◆ **TASK TO CARRY OUT**
Set down all of the records exactly.

[Dataset entries]
____________
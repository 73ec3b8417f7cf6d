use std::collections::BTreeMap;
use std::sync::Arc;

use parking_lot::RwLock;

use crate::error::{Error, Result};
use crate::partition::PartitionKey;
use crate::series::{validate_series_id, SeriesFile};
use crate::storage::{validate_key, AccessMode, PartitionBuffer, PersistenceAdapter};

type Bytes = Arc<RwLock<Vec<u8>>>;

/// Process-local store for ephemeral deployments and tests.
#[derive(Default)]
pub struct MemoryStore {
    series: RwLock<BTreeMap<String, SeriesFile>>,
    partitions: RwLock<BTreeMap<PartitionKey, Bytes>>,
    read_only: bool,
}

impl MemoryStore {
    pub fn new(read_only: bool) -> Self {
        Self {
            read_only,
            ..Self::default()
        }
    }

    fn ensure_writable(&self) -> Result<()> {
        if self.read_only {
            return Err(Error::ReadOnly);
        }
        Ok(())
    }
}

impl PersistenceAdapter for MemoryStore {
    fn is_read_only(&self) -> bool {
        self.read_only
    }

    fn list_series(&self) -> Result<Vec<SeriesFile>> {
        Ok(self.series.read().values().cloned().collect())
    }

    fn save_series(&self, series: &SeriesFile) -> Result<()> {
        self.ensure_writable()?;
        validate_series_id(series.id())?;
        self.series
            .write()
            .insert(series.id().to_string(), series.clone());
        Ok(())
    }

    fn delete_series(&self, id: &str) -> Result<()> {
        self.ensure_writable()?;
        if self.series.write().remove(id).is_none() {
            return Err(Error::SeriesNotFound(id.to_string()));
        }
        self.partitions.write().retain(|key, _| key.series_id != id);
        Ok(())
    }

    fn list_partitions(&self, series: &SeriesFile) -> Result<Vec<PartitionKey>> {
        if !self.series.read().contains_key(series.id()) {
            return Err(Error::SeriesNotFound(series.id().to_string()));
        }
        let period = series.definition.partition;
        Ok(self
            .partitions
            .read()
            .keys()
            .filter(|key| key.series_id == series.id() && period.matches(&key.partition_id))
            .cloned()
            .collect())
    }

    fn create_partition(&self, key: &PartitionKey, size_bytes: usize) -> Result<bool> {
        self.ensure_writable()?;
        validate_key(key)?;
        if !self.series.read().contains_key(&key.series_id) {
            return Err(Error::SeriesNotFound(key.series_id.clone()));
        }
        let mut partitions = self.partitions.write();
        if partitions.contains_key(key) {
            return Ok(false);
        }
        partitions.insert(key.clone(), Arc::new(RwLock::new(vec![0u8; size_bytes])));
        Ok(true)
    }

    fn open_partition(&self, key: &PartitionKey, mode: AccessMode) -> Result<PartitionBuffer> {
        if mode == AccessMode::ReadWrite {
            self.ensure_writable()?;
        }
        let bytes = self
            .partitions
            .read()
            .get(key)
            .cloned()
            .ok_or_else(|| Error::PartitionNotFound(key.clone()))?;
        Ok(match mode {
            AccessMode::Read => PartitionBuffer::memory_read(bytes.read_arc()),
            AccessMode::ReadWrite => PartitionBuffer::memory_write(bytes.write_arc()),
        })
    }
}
____________
◆ **RESULT OF THE TASK**
repository 73ec3b8417f7cf6d
use std::collections::BTreeMap;
use std::sync::Arc;

use parking_lot::RwLock;

use crate::error::{Error, Result};
use crate::partition::PartitionKey;
use crate::series::{validate_series_id, SeriesFile};
use crate::storage::{validate_key, AccessMode, PartitionBuffer, PersistenceAdapter};

type Bytes = Arc<RwLock<Vec<u8>>>;

/// Process-local store for ephemeral deployments and tests.
#[derive(Default)]
pub struct MemoryStore {
    series: RwLock<BTreeMap<String, SeriesFile>>,
    partitions: RwLock<BTreeMap<PartitionKey, Bytes>>,
    read_only: bool,
}

impl MemoryStore {
    pub fn new(read_only: bool) -> Self {
        Self {
            read_only,
            ..Self::default()
        }
    }

    fn ensure_writable(&self) -> Result<()> {
        if self.read_only {
            return Err(Error::ReadOnly);
        }
        Ok(())
    }
}

impl PersistenceAdapter for MemoryStore {
    fn is_read_only(&self) -> bool {
        self.read_only
    }

    fn list_series(&self) -> Result<Vec<SeriesFile>> {
        Ok(self.series.read().values().cloned().collect())
    }

    fn save_series(&self, series: &SeriesFile) -> Result<()> {
        self.ensure_writable()?;
        validate_series_id(series.id())?;
        self.series
            .write()
            .insert(series.id().to_string(), series.clone());
        Ok(())
    }

    fn delete_series(&self, id: &str) -> Result<()> {
        self.ensure_writable()?;
        if self.series.write().remove(id).is_none() {
            return Err(Error::SeriesNotFound(id.to_string()));
        }
        self.partitions.write().retain(|key, _| key.series_id != id);
        Ok(())
    }

    fn list_partitions(&self, series: &SeriesFile) -> Result<Vec<PartitionKey>> {
        if !self.series.read().contains_key(series.id()) {
            return Err(Error::SeriesNotFound(series.id().to_string()));
        }
        let period = series.definition.partition;
        Ok(self
            .partitions
            .read()
            .keys()
            .filter(|key| key.series_id == series.id() && period.matches(&key.partition_id))
            .cloned()
            .collect())
    }

    fn create_partition(&self, key: &PartitionKey, size_bytes: usize) -> Result<bool> {
        self.ensure_writable()?;
        validate_key(key)?;
        if !self.series.read().contains_key(&key.series_id) {
            return Err(Error::SeriesNotFound(key.series_id.clone()));
        }
        let mut partitions = self.partitions.write();
        if partitions.contains_key(key) {
            return Ok(false);
        }
        partitions.insert(key.clone(), Arc::new(RwLock::new(vec![0u8; size_bytes])));
        Ok(true)
    }

    fn open_partition(&self, key: &PartitionKey, mode: AccessMode) -> Result<PartitionBuffer> {
        if mode == AccessMode::ReadWrite {
            self.ensure_writable()?;
        }
        let bytes = self
            .partitions
            .read()
            .get(key)
            .cloned()
            .ok_or_else(|| Error::PartitionNotFound(key.clone()))?;
        Ok(match mode {
            AccessMode::Read => PartitionBuffer::memory_read(bytes.read_arc()),
            AccessMode::ReadWrite => PartitionBuffer::memory_write(bytes.write_arc()),
        })
    }
}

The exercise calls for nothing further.